BESTUZHEV: “We must be soulless Frenchman to raise a sacrilegious hand against the inviolable life of the poet..."

LERMONTOV: “His killer coolly Strike... there is no escape: Empty the heart beats evenly, the pistol does not tremble in my hand.”

BESTUZHEV: « <…>life of a poet,<…>a life that belongs to an entire people.”

LERMONTOV: “Laughing, he boldly despised the Earth’s foreign language and customs; He could not spare our glory, I couldn’t understand at this bloody moment, Why did he raise his hand!..”

BESTUSHEV: “Poets with their calling cannot live in parallel with society<…>. Otherwise they'll run into a bullet<…>or, worse, to ridicule!

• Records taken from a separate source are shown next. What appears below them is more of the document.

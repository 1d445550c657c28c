//! System message assembly.
//!
//! The builder collects fragments contributed by directives during one
//! resolution pass. It is a call-scoped value: persistent "context" across
//! turns is reconstructed by replaying history, never stored here.

use serde::{Deserialize, Serialize};

/// Whether a turn set, cleared, or left alone the persistent context.
#[derive(Debug, Clone, Copy, PartialEq, Eq, Default, Serialize, Deserialize)]
#[serde(rename_all = "lowercase")]
pub enum ContextStatus {
    #[default]
    None,
    Set,
    Cleared,
}

/// Accumulates system-message fragments for one request.
#[derive(Debug, Clone, Default, PartialEq, Serialize, Deserialize)]
pub struct SystemMessageBuilder {
    fragments: Vec<String>,
    should_replace: bool,
    modified: bool,
    context_status: ContextStatus,
}

impl SystemMessageBuilder {
    pub fn new() -> Self {
        Self::default()
    }

    /// A builder seeded with a configured system text.
    ///
    /// The base replaces the preamble but does not count as a modification,
    /// so carried context may still override it.
    pub fn with_base(system: impl Into<String>) -> Self {
        Self {
            fragments: vec![system.into()],
            should_replace: true,
            ..Self::default()
        }
    }

    /// Add a fragment after the existing ones.
    pub fn append(&mut self, fragment: impl Into<String>) {
        self.fragments.push(fragment.into());
    }

    /// Add `fragment` and drop the preamble from the built message.
    ///
    /// Earlier fragments are kept; replacing only affects the preamble.
    pub fn replace(&mut self, fragment: impl Into<String>) {
        self.fragments.push(fragment.into());
        self.should_replace = true;
        self.modified = true;
    }

    pub fn set_context_status(&mut self, status: ContextStatus) {
        self.context_status = status;
    }

    pub fn context_status(&self) -> ContextStatus {
        self.context_status
    }

    /// True once a directive replaced the content in this pass.
    pub fn is_modified(&self) -> bool {
        self.modified
    }

    pub fn should_replace(&self) -> bool {
        self.should_replace
    }

    pub fn fragments(&self) -> &[String] {
        &self.fragments
    }

    /// Fragments joined with a single space.
    pub fn content(&self) -> String {
        self.fragments
            .iter()
            .map(|f| f.as_str())
            .filter(|f| !f.is_empty())
            .collect::<Vec<_>>()
            .join(" ")
    }

    /// Build the outbound system text, prepending `preamble` unless a
    /// replacing fragment was added.
    pub fn build(&self, preamble: &str) -> String {
        let content = self.content();
        if self.should_replace {
            return content;
        }
        match (preamble.is_empty(), content.is_empty()) {
            (_, true) => preamble.to_string(),
            (true, false) => content,
            (false, false) => format!("{preamble} {content}"),
        }
    }
}

#[cfg(test)]
mod tests {
    use super::*;

    const PREAMBLE: &str = "You are a helpful assistant.";

    #[test]
    fn empty_builder_yields_preamble() {
        let b = SystemMessageBuilder::new();
        assert_eq!(b.build(PREAMBLE), PREAMBLE);
        assert!(!b.is_modified());
        assert_eq!(b.context_status(), ContextStatus::None);
    }

    #[test]
    fn appended_fragments_follow_preamble() {
        let mut b = SystemMessageBuilder::new();
        b.append("Be terse.");
        b.append("Use metric units.");
        assert_eq!(
            b.build(PREAMBLE),
            "You are a helpful assistant. Be terse. Use metric units."
        );
        assert!(!b.is_modified());
    }

    #[test]
    fn replace_drops_preamble_and_marks_modified() {
        let mut b = SystemMessageBuilder::new();
        b.replace("You are a pirate.");
        assert_eq!(b.build(PREAMBLE), "You are a pirate.");
        assert!(b.is_modified());
        assert!(b.should_replace());
    }

    #[test]
    fn replace_keeps_earlier_fragments() {
        let mut b = SystemMessageBuilder::new();
        b.append("X");
        b.replace("B");
        assert_eq!(b.build(PREAMBLE), "X B");

        let mut b = SystemMessageBuilder::new();
        b.replace("A");
        b.replace("B");
        assert_eq!(b.build(PREAMBLE), "A B");
        assert_eq!(b.fragments(), ["A", "B"]);
    }

    #[test]
    fn replace_after_base_keeps_base() {
        let mut b = SystemMessageBuilder::with_base("Default");
        b.replace("B");
        assert_eq!(b.build(PREAMBLE), "Default B");
        assert!(b.is_modified());
    }

    #[test]
    fn append_after_replace_keeps_both() {
        let mut b = SystemMessageBuilder::new();
        b.replace("A");
        b.append("B");
        assert_eq!(b.build(PREAMBLE), "A B");
    }

    #[test]
    fn base_replaces_preamble_without_modification() {
        let b = SystemMessageBuilder::with_base("Corporate persona.");
        assert_eq!(b.build(PREAMBLE), "Corporate persona.");
        assert!(b.should_replace());
        assert!(!b.is_modified());
    }
}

LERMONTOV: “His last moments were poisoned by an insidious whisper mocking ignoramuses...""AND for fun fanned a barely hidden fire.”

The elegy, before the appearance of the added lines, reflected the general conversations that arose everywhere in the days of Pushkin’s death.

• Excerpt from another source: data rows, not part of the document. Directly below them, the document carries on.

use flagline_core::request::GenerationRequest;
use tracing::debug;

use crate::ResolveError;
use crate::names;
use crate::resolver::Resolver;
use crate::scanner::Directive;

/// The request field a [`NumericResolver`] writes.
#[derive(Debug, Clone, Copy, PartialEq, Eq)]
pub enum NumericField {
    MaxTokens,
    Temperature,
    TopP,
    PresencePenalty,
    FrequencyPenalty,
}

/// A sampling parameter directive such as `-temperature 0.2`.
///
/// The value is sanitized first (see [`sanitize_number`]). If what is left
/// does not parse (empty, sign only, negative token count, overflow) the
/// field stays as it was but the directive is still consumed.
pub struct NumericResolver {
    primary: &'static str,
    names: &'static [&'static str],
    field: NumericField,
}

impl NumericResolver {
    pub fn max_tokens() -> Self {
        Self {
            primary: "-maxTokens",
            names: &["-max_tokens", "-max-tokens", "-maxtokens", "-maxtoken", "-max-token", "-max_token"],
            field: NumericField::MaxTokens,
        }
    }

    pub fn temperature() -> Self {
        Self {
            primary: "-temperature",
            names: &["-temperature", "-temp", "-t"],
            field: NumericField::Temperature,
        }
    }

    pub fn top_p() -> Self {
        Self {
            primary: "-topP",
            names: &["-top_p", "-top-p", "-topp"],
            field: NumericField::TopP,
        }
    }

    pub fn presence_penalty() -> Self {
        Self {
            primary: "-presencePenalty",
            names: &["-presence_penalty", "-presence-penalty", "-presencepenalty"],
            field: NumericField::PresencePenalty,
        }
    }

    pub fn frequency_penalty() -> Self {
        Self {
            primary: "-frequencyPenalty",
            names: &["-frequency_penalty", "-frequency-penalty", "-frequencypenalty"],
            field: NumericField::FrequencyPenalty,
        }
    }

    pub fn field(&self) -> NumericField {
        self.field
    }

    fn ignore(&self, directive: &Directive, reason: impl std::fmt::Display) {
        debug!(
            directive = %directive.name,
            value = %directive.value,
            reason = %reason,
            "Ignoring unparsable numeric value"
        );
    }
}

impl Resolver for NumericResolver {
    fn name(&self) -> &str {
        self.primary
    }

    fn can_handle(&self, directive: &Directive) -> bool {
        names::matches_any(&directive.name, self.names)
    }

    fn resolve(&self, request: &mut GenerationRequest, directive: &mut Directive) -> Result<(), ResolveError> {
        let sanitized = sanitize_number(&directive.value);
        if sanitized.is_empty() {
            return Ok(());
        }

        if self.field == NumericField::MaxTokens {
            match sanitized.parse::<u32>() {
                Ok(value) => request.max_tokens = value,
                Err(e) => self.ignore(directive, e),
            }
            return Ok(());
        }

        let value = match sanitized.parse::<f32>() {
            Ok(value) => value,
            Err(e) => {
                self.ignore(directive, e);
                return Ok(());
            }
        };
        match self.field {
            NumericField::Temperature => request.temperature = value,
            NumericField::TopP => request.top_p = value,
            NumericField::PresencePenalty => request.presence_penalty = value,
            NumericField::FrequencyPenalty => request.frequency_penalty = value,
            NumericField::MaxTokens => {}
        }
        Ok(())
    }
}

/// Keep digits, signs and the first decimal separator; `,` becomes `.`.
pub fn sanitize_number(value: &str) -> String {
    let mut out = String::with_capacity(value.len());
    let mut seen_separator = false;
    for c in value.chars() {
        match c {
            '0'..='9' | '+' | '-' => out.push(c),
            '.' | ',' if !seen_separator => {
                seen_separator = true;
                out.push('.');
            }
            _ => {}
        }
    }
    out
}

But in a few days, the “song of sadness,” as Nestor Kotlyarevsky calls “The Death of a Poet,” will turn into a “song of anger.”

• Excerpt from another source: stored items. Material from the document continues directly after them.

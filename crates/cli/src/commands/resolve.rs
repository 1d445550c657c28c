//! `flagline resolve`: resolve a conversation offline.

use std::path::Path;

use flagline_core::message::Turn;

pub fn run(
    config_path: Option<&Path>,
    file: Option<&Path>,
    prompt: Option<String>,
    user: Option<&str>,
) -> Result<(), Box<dyn std::error::Error>> {
    let config = super::load_config(config_path)?;
    let engine = super::build_engine(&config)?;

    let mut turns: Vec<Turn> = match file {
        Some(path) => {
            let content = std::fs::read_to_string(path)
                .map_err(|e| format!("Failed to read {}: {e}", path.display()))?;
            serde_json::from_str(&content).map_err(|e| format!("Invalid conversation file {}: {e}", path.display()))?
        }
        None => Vec::new(),
    };
    if let Some(text) = prompt {
        turns.push(Turn::user(user.unwrap_or_default(), text));
    }
    if turns.is_empty() {
        return Err("nothing to resolve: pass --file or --prompt".into());
    }

    let resolved = engine.resolve(&turns, user);
    for diagnostic in &resolved.diagnostics {
        tracing::warn!(turn = ?diagnostic.turn, kind = ?diagnostic.kind, "{}", diagnostic.message);
    }
    println!("{}", serde_json::to_string_pretty(&resolved)?);
    Ok(())
}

Lermontov and Raevsky are arrested. In prison they write detailed “explanations.”

Most researchers consider the “explanations” of Lermontov and Raevsky to be sincere; others, although they confirm the sincerity, still see “self-defense” in them.

But if the arrested person pursued defensive goals, he had to think about how not to give the enemy facts that were dangerous to himself. And caution itself ruled out sincerity. And what sincerity is there in the claws of the police? Both Lermontov and Raevsky understood that every sincere word they said would make the punishment heavier and the sentence harsher. Raevsky's note to Lermontov's valet demands that Lermontov not trust his feelings, not be sincere.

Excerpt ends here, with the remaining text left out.